Voici le commentaire d'un journaliste du Monde après la conférence de presse de novembre 1980 où Georges Marchais proposait de porter le taux marginal à 100% pour les tranches de revenus supérieurs à 40 000 F par mois.
Que les propositions de M. Georges Marchais, candidat du P.C. aux élections présidentielles, soient adaptées à la situation, réalistes, applicables, on peut très sérieusement en douter. Mais que beaucoup de ces propositions, à défaut de susciter l’adhésion de l’esprit, entrainent celle du cœur, cela est certain.
Quand M. Marchais propose de porter le SMIC à 3 300 francs tout de suite et à 4 000 francs avant la fin du futur septennat, qui pourrait sur le strict plan de la justice, de l’équité ou tout simplement de l’humanité, trouver à y redire ? Les bas salaires sont beaucoup trop bas en France : cela est une tare de notre société qu’on ne retrouve pas beaucoup ou beaucoup moins dans d’autres pays industrialisés, notamment aux États-Unis et en RFA.
Parmi les questions qui furent posées à M. Marchais à la fin de sa conférence de presse, l’une portait sur une proposition intitulée – l’austérité pour les profiteurs – et rédigée de la façon suivante : porter l’impôt à 100% – c’est-à-dire tout prendre » – pour les tranches de revenu supérieures à 40 000 francs par mois. Cette proposition, par son « intention absolue » et probablement aussi par une certaine naïveté de la rédaction (le fait d’insister sur la volonté de tout prendre pourtant clairement exprimée par le taux à 100%) avait suscité quelques rires et une question d’un journaliste qui fit mine de s’en étonner et d’en demander confirmation. « Je vous l’avais bien dit, répliqua M. Marchais, rira bien qui rira le dernier. » Et le premier secrétaire retrouva soudain le visage grave, le ton indigné, un peu véhément, moralisateur qu’il adopte souvent. Ce fut le seul moment de sa conférence où il prêcha comme seul il sait le faire. M. Marchais est un moralisateur, pas un économiste. Peut-être a-t-il raison d’être ceci et pas cela. A chacun son rôle.

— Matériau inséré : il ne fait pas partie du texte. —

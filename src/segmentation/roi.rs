use crate::error::AnalysisError;
use image::{imageops, RgbImage};
use std::fmt;
use std::str::FromStr;

/// Fixed rectangular window of each frame that gets analyzed
#[derive(Debug, Clone, Copy, PartialEq, Eq)]
pub struct Roi {
    pub x: u32,
    pub y: u32,
    pub width: u32,
    pub height: u32,
}

impl Roi {
    pub const fn new(x: u32, y: u32, width: u32, height: u32) -> Self {
        Self {
            x,
            y,
            width,
            height,
        }
    }

    /// Region covering a whole `width` x `height` frame
    pub const fn full(width: u32, height: u32) -> Self {
        Self::new(0, 0, width, height)
    }

    /// Ensure the region lies entirely within a frame of the given size
    pub fn check_bounds(&self, frame_width: u32, frame_height: u32) -> Result<(), AnalysisError> {
        let right = self.x.checked_add(self.width);
        let bottom = self.y.checked_add(self.height);

        match (right, bottom) {
            (Some(right), Some(bottom)) if right <= frame_width && bottom <= frame_height => Ok(()),
            _ => Err(AnalysisError::RegionOutOfBounds {
                roi: *self,
                frame_width,
                frame_height,
            }),
        }
    }

    /// Copy the region out of a frame
    pub fn crop(&self, frame: &RgbImage) -> Result<RgbImage, AnalysisError> {
        let _span = tracing::debug_span!("crop").entered();

        let (width, height) = frame.dimensions();
        self.check_bounds(width, height)?;

        Ok(imageops::crop_imm(frame, self.x, self.y, self.width, self.height).to_image())
    }
}

impl fmt::Display for Roi {
    fn fmt(&self, f: &mut fmt::Formatter<'_>) -> fmt::Result {
        // same form FromStr accepts
        write!(f, "{},{},{},{}", self.x, self.y, self.width, self.height)
    }
}

impl FromStr for Roi {
    type Err = AnalysisError;

    /// Parse `x,y,width,height`
    fn from_str(s: &str) -> Result<Self, Self::Err> {
        let values = s
            .split(',')
            .map(|part| {
                part.trim()
                    .parse::<u32>()
                    .map_err(|e| AnalysisError::InvalidRegion(format!("'{part}' in '{s}': {e}")))
            })
            .collect::<Result<Vec<_>, _>>()?;

        let [x, y, width, height] = values[..] else {
            return Err(AnalysisError::InvalidRegion(format!(
                "expected x,y,width,height but got '{s}'"
            )));
        };

        if width == 0 || height == 0 {
            return Err(AnalysisError::InvalidRegion(format!(
                "region '{s}' is empty"
            )));
        }

        Ok(Self::new(x, y, width, height))
    }
}

#[cfg(test)]
mod tests {
    use super::*;
    use image::Rgb;

    fn gradient(width: u32, height: u32) -> RgbImage {
        RgbImage::from_fn(width, height, |x, y| Rgb([x as u8, y as u8, (x + y) as u8]))
    }

    #[test]
    fn full_frame_crop_is_identical() {
        let frame = gradient(32, 24);
        let cropped = Roi::full(32, 24).crop(&frame).unwrap();

        assert_eq!(cropped, frame);
    }

    #[test]
    fn crop_takes_the_requested_window() {
        let frame = gradient(32, 24);
        let cropped = Roi::new(5, 7, 10, 4).crop(&frame).unwrap();

        assert_eq!(cropped.dimensions(), (10, 4));
        assert_eq!(cropped.get_pixel(0, 0), frame.get_pixel(5, 7));
        assert_eq!(cropped.get_pixel(9, 3), frame.get_pixel(14, 10));
    }

    #[test]
    fn rejects_regions_past_the_frame_edge() {
        assert!(Roi::new(0, 0, 32, 24).check_bounds(32, 24).is_ok());
        assert!(Roi::new(1, 0, 32, 24).check_bounds(32, 24).is_err());
        assert!(Roi::new(0, 20, 8, 5).check_bounds(32, 24).is_err());
        assert!(Roi::new(u32::MAX, 0, 2, 2).check_bounds(32, 24).is_err());

        let err = Roi::new(1200, 1100, 775, 775)
            .crop(&gradient(64, 64))
            .unwrap_err();
        assert!(matches!(err, AnalysisError::RegionOutOfBounds { frame_width: 64, .. }));
    }

    #[test]
    fn parses_rectangles() {
        assert_eq!(
            "1200, 1100,775,775".parse::<Roi>().unwrap(),
            Roi::new(1200, 1100, 775, 775)
        );
        assert!("1,2,3".parse::<Roi>().is_err());
        assert!("1,2,0,4".parse::<Roi>().is_err());
        assert!("a,2,3,4".parse::<Roi>().is_err());
    }

    #[test]
    fn display_parses_back() {
        let roi = Roi::new(1200, 1100, 775, 775);

        assert_eq!(roi.to_string(), "1200,1100,775,775");
        assert_eq!(roi.to_string().parse::<Roi>().unwrap(), roi);

        let err = roi.check_bounds(64, 48).unwrap_err();
        assert_eq!(
            err.to_string(),
            "region 1200,1100,775,775 does not fit inside a 64x48 frame"
        );
    }
}
mod capture;
mod config;
mod error;
mod output;
mod overlay;
mod pipeline;
mod plot;
mod segmentation;
mod trend;

use anyhow::{Context, Result};
use clap::Parser;
use config::AnalysisConfig;
use pipeline::{FramePipeline, PipelineRun};
use segmentation::{HsvColor, HsvRange, Roi};
use std::path::PathBuf;
use trend::{ProjectionOrigin, TrendConfig, TrendPredictor};

#[derive(Parser, Debug)]
#[command(author, version, about = "Track a dissolving object's area through a video", long_about = None)]
struct Args {
    /// Video file, or a directory of frame images
    input: PathBuf,

    /// Lower HSV bound of the object's surface color (h,s,v; hue 0-180)
    #[arg(long, default_value_t = config::DEFAULT_LOWER_SURFACE)]
    lower_surface: HsvColor,

    /// Upper HSV bound of the object's surface color (h,s,v; hue 0-180)
    #[arg(long, default_value_t = config::DEFAULT_UPPER_SURFACE)]
    upper_surface: HsvColor,

    /// Lower HSV bound of the color counted as area
    #[arg(long, default_value_t = config::DEFAULT_LOWER_DARK)]
    lower_dark: HsvColor,

    /// Upper HSV bound of the color counted as area
    #[arg(long, default_value_t = config::DEFAULT_UPPER_DARK)]
    upper_dark: HsvColor,

    /// Region of interest as x,y,width,height
    #[arg(long, default_value_t = config::DEFAULT_ROI)]
    roi: Roi,

    /// Number of future frames to project
    #[arg(
        long,
        default_value_t = trend::DEFAULT_HORIZON,
        value_parser = clap::value_parser!(u64).range(1..=trend::MAX_HORIZON)
    )]
    horizon: u64,

    /// Seed for the train/held-out split (random if omitted)
    #[arg(long)]
    seed: Option<u64>,

    /// Start the projection right after the last frame instead of at twice the frame count
    #[arg(long)]
    project_from_last: bool,

    /// Where to write the area-over-time chart (SVG)
    #[arg(long, default_value = "degradation.svg")]
    chart: PathBuf,

    /// Do not open the preview window
    #[arg(long)]
    no_display: bool,

    /// Enable debug logging
    #[arg(long)]
    debug: bool,
}

impl Args {
    fn analysis_config(&self) -> AnalysisConfig {
        AnalysisConfig {
            surface: HsvRange::new(self.lower_surface, self.upper_surface),
            dark: HsvRange::new(self.lower_dark, self.upper_dark),
            roi: self.roi,
        }
    }

    fn trend_config(&self) -> TrendConfig {
        TrendConfig {
            horizon: self.horizon,
            seed: self.seed,
            origin: if self.project_from_last {
                ProjectionOrigin::AfterLastSample
            } else {
                ProjectionOrigin::DoubledFrameCount
            },
            ..TrendConfig::default()
        }
    }
}

fn main() -> Result<()> {
    let args = Args::parse();

    // Initialize logging
    let log_level = if args.debug {
        tracing::Level::DEBUG
    } else {
        tracing::Level::INFO
    };

    tracing_subscriber::fmt()
        .with_max_level(log_level)
        .with_target(false)
        .init();

    let config = args.analysis_config();
    tracing::info!("Soapwatch starting");
    tracing::info!("Input: {}", args.input.display());
    tracing::info!("Surface color: {}", config.surface);
    tracing::info!("Dark color: {}", config.dark);
    tracing::info!("ROI: {}", config.roi);

    let source = capture::open_source(&args.input).context("Failed to open video source")?;
    let pipeline = FramePipeline::new(&config);

    let run = measure(&pipeline, source, &args)?;

    if let Some(last) = run.series.samples().last() {
        tracing::info!(
            "Stopped ({:?}) at frame {} with area {} pixels",
            run.stop,
            last.frame_index,
            last.area
        );
    }

    let predictor = TrendPredictor::new(args.trend_config());
    let frames = run.series.frame_indices();
    let areas = run.series.areas();
    let projection = predictor
        .predict(&frames, &areas)
        .context("Failed to fit degradation trend")?;

    tracing::info!(
        "Trend: area = {:.3} * frame + {:.1} (origin {:?}, horizon {})",
        projection.model.slope,
        projection.model.intercept,
        predictor.config().origin,
        predictor.config().horizon
    );
    if let Some(score) = projection.holdout {
        tracing::info!(
            "Held-out error over {} samples: MAE={:.1}px, RMSE={:.1}px",
            score.samples,
            score.mean_absolute_error,
            score.rmse
        );
    }
    if let Some((frame, area)) = projection.predictions().last() {
        tracing::info!("Projected area at frame {}: {:.0} pixels", frame, area);
    }

    plot::write_chart(
        &args.chart,
        &frames,
        &areas,
        &projection.frames,
        &projection.areas,
    )?;

    Ok(())
}

#[cfg(feature = "display")]
fn measure(
    pipeline: &FramePipeline,
    source: Box<dyn capture::FrameSource>,
    args: &Args,
) -> Result<PipelineRun> {
    if args.no_display {
        return pipeline.run(source, None);
    }

    let (width, height) = source.resolution();
    let mut window = output::PreviewWindow::new("Soapwatch", width, height)?;
    tracing::info!("Press q to stop measuring");
    pipeline.run(source, Some(&mut window))
}

#[cfg(not(feature = "display"))]
fn measure(
    pipeline: &FramePipeline,
    source: Box<dyn capture::FrameSource>,
    args: &Args,
) -> Result<PipelineRun> {
    if !args.no_display {
        tracing::info!("Built without the display feature, running headless");
    }
    pipeline.run(source, None)
}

Ce qui est certain, c’est que nombre des propositions avancées par le secrétaire général du P.C. forcent le trait. Pourquoi, par exemple, porter à 100% l’impôt sur le revenu pour les tranches de revenus supérieures à 40 000 F par mois ? A l’évidence, une telle mesure inciterait – tous les exemples étrangers pourtant moins extrêmes l’ont montré – les beaux cerveaux bénéficiant de très hauts revenus soit à aller travailler ailleurs, soit à dissimuler leurs émoluments. Personne n’accepterait de travailler « marginalement » – c’est-à-dire au-delà d’une certaine limite – pour gagner des revenus supplémentaires qui seraient intégralement confisqués par l’Etat. La même remarque vaut pour la taxation des plus-values à caractère spéculatif « jusqu’à 100% ».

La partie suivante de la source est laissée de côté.